I wish I enjoyed reading When The Reckoning Comes more. It makes the review frustrating because my analytical self can’t find much to dislike and many things to like. But my more emotional side wasn’t engaged.

I never found myself caring much about LaTanya McQueen’s protagonist. Again, on paper, there are lots of ways she and I should connect. Both from a small town, felt ostracized but were talented enough to get out into the world and lost touch with our origin. Of course, we’re different in the important area of race – he writes knowing that sounds like he’s got no idea of the magnitude of that – and gender – he writes … . But I do connect with other characters from different worlds, so I don’t feel like it’s that simple. It’s just one of those ineffable things, I guess.

The book itself is a well written hybrid of horror, ghost story, and thriller that never settles down into the conventions of any of those genres. The forces haunting the story are literally and figuratively the plantation that holds up the town, the evils done by the family that owned it and enslaved many, and the locals who helped perpetuate and profit from those evils. Of course, those kind of evils and roots reach into today, manifesting as segregation and profound unfairness at most levels of society.

McQueen connects the horrors of the enslavement to the modern white privilege, and never settles into easy answers about which causal or worse. Similarly she never settles into the rythyms of a specific genre. The result is an uneasiness of the reader that helps propel the story as bodies and horrors pile up.

As I say, I like the ideas and the execution, but my investment never materialized.

Recommended.

Review: When the Stars Go Out

Saturday, October 9th, 2021

I like to imagine that most people who enjoy reading have embraced the idea that writing in genre can be a stregth rather than a limitation. I often find it helpful to think of artists primarily being in one of the camps Scott McCloud defines in Understanding Comics. Broadly those are storytellers and commenters on form. Paula McLain is solidly in the first camp. She’s got things to say and is using the mystery/crime fiction genre to structure the story. The result is a page-turning story.

The focus is a cop on a break to deal with trauma cast in the role of of private eye in her home town. “Cop” undersells her skills – she’s an experienced and effective investigator who can’t leave a case in her specialty alone, and picks one up here. This is a fairly common crime fiction setup and Stars mostly follows the conventions from that to a conventional conclusion. I mean if you’ve ever read a mystery, you’ll recognize the beats of the story, but that genre has a rich enough body of beats to choose from that the effect is that I recognized I was hearing salsa and also that I was hearing excellent salsa. McLain’s prose is expressive and her plotting is propulsive. It’s a gripping read.
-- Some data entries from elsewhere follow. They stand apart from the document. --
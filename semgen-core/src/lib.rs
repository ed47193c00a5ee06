//! Core model for the semgen course document generator.
//!
//! This crate turns a declarative course description into an immutable
//! `CourseModel` that renderers consume read-only:
//! - `config` — the TOML shape of a course file
//! - `calendar` — class-session date sequencing
//! - `links` — link identifier registry and anchor slugs
//! - `course` — the assembled course model

pub mod calendar;
pub mod config;
pub mod course;
pub mod error;
pub mod links;

pub use calendar::ClassSession;
pub use config::{Eval, LinkEntry, RawCourse, SessionRef};
pub use course::{Assignment, CourseDay, CourseMeta, CourseModel, ResolvedDate};
pub use error::{CourseError, CourseResult};
pub use links::{Link, LinkRegistry};
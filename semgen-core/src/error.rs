//! Error types for course processing.

use thiserror::Error;

/// Errors that can occur while building a course model.
///
/// A failure is fatal to the course being processed but must never
/// leak a partially-built model; other courses in the same run are
/// unaffected.
#[derive(Error, Debug)]
pub enum CourseError {
    #[error("Invalid course config: {0}")]
    Config(#[from] toml::de::Error),

    #[error("{configured} configured days but {sequenced} class dates between start and end")]
    DayCountMismatch { configured: usize, sequenced: usize },

    #[error("Assignment '{assignment}' references day {reference}, but the calendar has {sessions} class sessions")]
    UnresolvedSession {
        assignment: String,
        reference: usize,
        sessions: usize,
    },
}

/// Result type alias for course processing.
pub type CourseResult<T> = Result<T, CourseError>;
//! Day-by-day schedule document (AsciiDoc).

use semgen_core::CourseModel;

use super::link_bullet;

/// Render the schedule: one section per course day, links as nested
/// bullets carrying their anchors.
pub fn render(model: &CourseModel) -> String {
    let mut lines = vec![format!("= {}: Schedule", model.meta.title), String::new()];

    for day in &model.days {
        lines.push(format!(
            "== Day {} ({}): {}",
            day.session.index,
            day.session.date.format("%m-%d"),
            day.title
        ));
        lines.push(String::new());
        for link in &day.links {
            lines.push(link_bullet(link));
        }
        if !day.links.is_empty() {
            lines.push(String::new());
        }
    }

    lines.join("\n")
}

#[cfg(test)]
mod tests {
    use super::*;
    use semgen_core::RawCourse;

    fn model() -> CourseModel {
        let raw = RawCourse::from_toml_str(
            r#"
            title = "Systems Programming"
            start = "2025-01-06"
            end = "2025-01-08"

            [[days]]
            title = "Intro"
            links = [
                { title = "Reading", url = "https://example.com/a" },
                { title = "Slides: day 1", url = "https://example.com/b", level = 1 },
            ]

            [[days]]
            title = "Processes"
            links = [{ title = "Reading", url = "https://example.com/c" }]
            "#,
        )
        .unwrap();
        CourseModel::build(raw).unwrap()
    }

    #[test]
    fn test_day_headings_carry_ordinal_and_date() {
        let doc = render(&model());
        assert!(doc.contains("== Day 1 (01-06): Intro"), "{doc}");
        assert!(doc.contains("== Day 2 (01-08): Processes"), "{doc}");
    }

    #[test]
    fn test_links_are_anchored_bullets() {
        let doc = render(&model());
        assert!(doc.contains("* [[Reading]]link:https://example.com/a[Reading]"), "{doc}");
        // Second "Reading" gets the disambiguated anchor
        assert!(doc.contains("* [[Reading-1]]link:https://example.com/c[Reading]"), "{doc}");
        // Level 1 nests one bullet deeper, colon stripped from the slug
        assert!(
            doc.contains("** [[Slides-day-1]]link:https://example.com/b[Slides: day 1]"),
            "{doc}"
        );
    }
}
//! One renderer per output document.
//!
//! Each renderer reads the course model and produces the full text of
//! one file. None of them mutate the model or depend on another
//! renderer's output, so they can run in any order.

pub mod assignments;
pub mod ics;
pub mod schedule;
pub mod syllabus;
pub mod taskpaper;

use std::path::Path;

use anyhow::{Context, Result};
use semgen_core::{CourseModel, Link};

/// Render every document for one course into `out_dir`.
pub fn write_all(model: &CourseModel, out_dir: &Path, syllabus_name: &str) -> Result<()> {
    write(out_dir, syllabus_name, syllabus::render(model))?;
    write(out_dir, "schedule.adoc", schedule::render(model))?;
    write(out_dir, "assignments.adoc", assignments::render(model))?;
    write(out_dir, &ics_filename(model), ics::render(model)?)?;
    write(out_dir, "course.taskpaper", taskpaper::render(model))?;
    Ok(())
}

fn write(out_dir: &Path, name: &str, contents: String) -> Result<()> {
    let path = out_dir.join(name);
    std::fs::write(&path, contents)
        .with_context(|| format!("Failed to write {}", path.display()))?;
    Ok(())
}

fn ics_filename(model: &CourseModel) -> String {
    let stem = model.meta.project_slug();
    if stem.is_empty() {
        "course.ics".to_string()
    } else {
        format!("{stem}.ics")
    }
}

/// One AsciiDoc bullet for a link: nesting depth as bullet depth, the
/// anchor in front of the link macro. An empty slug emits no anchor.
pub(crate) fn link_bullet(link: &Link) -> String {
    let stars = "*".repeat(link.level + 1);
    if link.slug.is_empty() {
        format!("{} link:{}[{}]", stars, link.url, link.title)
    } else {
        format!("{} [[{}]]link:{}[{}]", stars, link.slug, link.url, link.title)
    }
}

#[cfg(test)]
mod tests {
    use super::*;

    fn link(level: usize, slug: &str) -> Link {
        Link {
            title: "Reading".to_string(),
            url: "https://example.com".to_string(),
            level,
            identifier: "Reading".to_string(),
            slug: slug.to_string(),
        }
    }

    #[test]
    fn test_link_bullet_depth_follows_level() {
        assert!(link_bullet(&link(0, "Reading")).starts_with("* "));
        assert!(link_bullet(&link(2, "Reading")).starts_with("*** "));
    }

    #[test]
    fn test_link_bullet_carries_anchor() {
        assert_eq!(
            link_bullet(&link(0, "Reading")),
            "* [[Reading]]link:https://example.com[Reading]"
        );
    }

    #[test]
    fn test_empty_slug_emits_no_anchor() {
        assert_eq!(
            link_bullet(&link(0, "")),
            "* link:https://example.com[Reading]"
        );
    }
}
//! Package set store.
//!
//! The store is a directory with one subdirectory per set kind:
//!
//! ```text
//! packages/
//! ├── window-managers/      sway.yml, hyprland.yml, ...
//! ├── desktop-environments/ gnome.yml, kde.yml, ...
//! └── common/               base.yml, remove.yml
//! ```
//!
//! Documents are looked up by file stem. Lookups fail loudly; listings skip
//! broken documents with a warning so one bad file cannot hide the catalog.

use std::fs;
use std::path::{Path, PathBuf};

use tracing::{debug, warn};

use crate::error::{BootcraftError, Result};
use crate::package_set::PackageSet;
use crate::types::SetKind;

/// Selection key for the always-merged common set
pub const COMMON_BASE: &str = "base";
/// Common document listing packages to exclude
pub const COMMON_REMOVE: &str = "remove";

const EXTENSIONS: [&str; 2] = ["yml", "yaml"];

#[derive(Debug, Clone)]
pub struct PackageStore {
    root: PathBuf,
}

impl PackageStore {
    /// Open a store rooted at an existing directory
    pub fn open<P: AsRef<Path>>(root: P) -> Result<Self> {
        let root = root.as_ref();
        if !root.is_dir() {
            return Err(BootcraftError::not_found(
                "package store",
                root.display().to_string(),
                root,
            ));
        }
        debug!("Opened package store at {}", root.display());
        Ok(Self {
            root: root.to_path_buf(),
        })
    }

    pub fn root(&self) -> &Path {
        &self.root
    }

    /// Directory holding documents of the given kind
    pub fn kind_dir(&self, kind: SetKind) -> PathBuf {
        self.root.join(kind.dir_name())
    }

    /// Find the document path for a named set, if one exists
    fn locate(&self, kind: SetKind, name: &str) -> Option<PathBuf> {
        if name.is_empty() || name.contains(['/', '\\']) || name.contains("..") {
            return None;
        }
        let dir = self.kind_dir(kind);
        EXTENSIONS
            .iter()
            .map(|ext| dir.join(format!("{}.{}", name, ext)))
            .find(|path| path.is_file())
    }

    /// Load a named set of the given kind
    pub fn load(&self, kind: SetKind, name: &str) -> Result<PackageSet> {
        let path = self
            .locate(kind, name)
            .ok_or_else(|| BootcraftError::set_not_found(kind, name, &self.kind_dir(kind)))?;

        let set = PackageSet::load_from_file(&path)?;
        check_placement(&set, kind, &path)?;

        debug!(
            "Loaded {} '{}' ({} packages in {} categories)",
            kind,
            set.name,
            set.package_count(),
            set.categories.len()
        );
        Ok(set)
    }

    /// Load the common base set (the `common` selection key)
    pub fn load_common(&self) -> Result<PackageSet> {
        self.load(SetKind::Common, COMMON_BASE)
    }

    /// Load the identifiers listed in `common/remove`.
    ///
    /// The document is optional: when it is absent nothing is removed.
    pub fn load_removals(&self) -> Result<Vec<String>> {
        match self.load(SetKind::Common, COMMON_REMOVE) {
            Ok(set) => Ok(set.flatten()),
            Err(BootcraftError::NotFound { .. }) => {
                debug!("No common/{} document, nothing to exclude", COMMON_REMOVE);
                Ok(Vec::new())
            }
            Err(e) => Err(e),
        }
    }

    /// List every valid set of a kind, sorted by name.
    ///
    /// Invalid documents are skipped with a warning.
    pub fn list(&self, kind: SetKind) -> Result<Vec<PackageSet>> {
        let dir = self.kind_dir(kind);
        let entries = match fs::read_dir(&dir) {
            Ok(entries) => entries,
            Err(e) if e.kind() == std::io::ErrorKind::NotFound => {
                debug!("No {} directory in store", kind.dir_name());
                return Ok(Vec::new());
            }
            Err(e) => return Err(BootcraftError::io(&dir, e)),
        };

        let mut sets = Vec::new();
        for entry in entries {
            let path = entry.map_err(|e| BootcraftError::io(&dir, e))?.path();
            let is_document = path
                .extension()
                .and_then(|ext| ext.to_str())
                .is_some_and(|ext| EXTENSIONS.contains(&ext));
            if !path.is_file() || !is_document {
                continue;
            }

            match PackageSet::load_from_file(&path)
                .and_then(|set| check_placement(&set, kind, &path).map(|()| set))
            {
                Ok(set) => sets.push(set),
                Err(e) => warn!("Skipping invalid document: {}", e),
            }
        }

        sets.sort_by(|a, b| a.name.cmp(&b.name));
        Ok(sets)
    }

    /// Names of every valid set of a kind
    pub fn names(&self, kind: SetKind) -> Result<Vec<String>> {
        Ok(self.list(kind)?.into_iter().map(|s| s.name).collect())
    }
}

/// A document must sit in its kind's directory under its own name, so that
/// every listed name can be loaded back.
fn check_placement(set: &PackageSet, kind: SetKind, path: &Path) -> Result<()> {
    if set.kind != kind {
        return Err(BootcraftError::parse(
            path,
            format!("declares type '{}' but is stored as {}", set.kind, kind),
        ));
    }
    let stem = path.file_stem().and_then(|s| s.to_str()).unwrap_or_default();
    if set.name != stem {
        return Err(BootcraftError::parse(
            path,
            format!("metadata.name '{}' does not match file name '{}'", set.name, stem),
        ));
    }
    Ok(())
}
Her story also lights up a lot of ideas and issues worth thinking about. The investigation is into the disappearance of young girls in rural communities. The setting is Northern California in this case, but I think the ideas are more universal. I think there’s no way to talk about that without talking about the foster case system, personal trauma of the perpetrators, victims, and families, and the effects and support of the communities. McLain doesn’t blink at any of that. She brings solid research, and for all I know experience, to the details of plot, character and setting that elevate Stars from the run-of-the-mill.

She also deftly ties this to a story most Americans will recognize from the headlines, which is a nice subtle way to underscore the point that she’s telling us what headlines obscure about that kind of story.

Strongly recommended.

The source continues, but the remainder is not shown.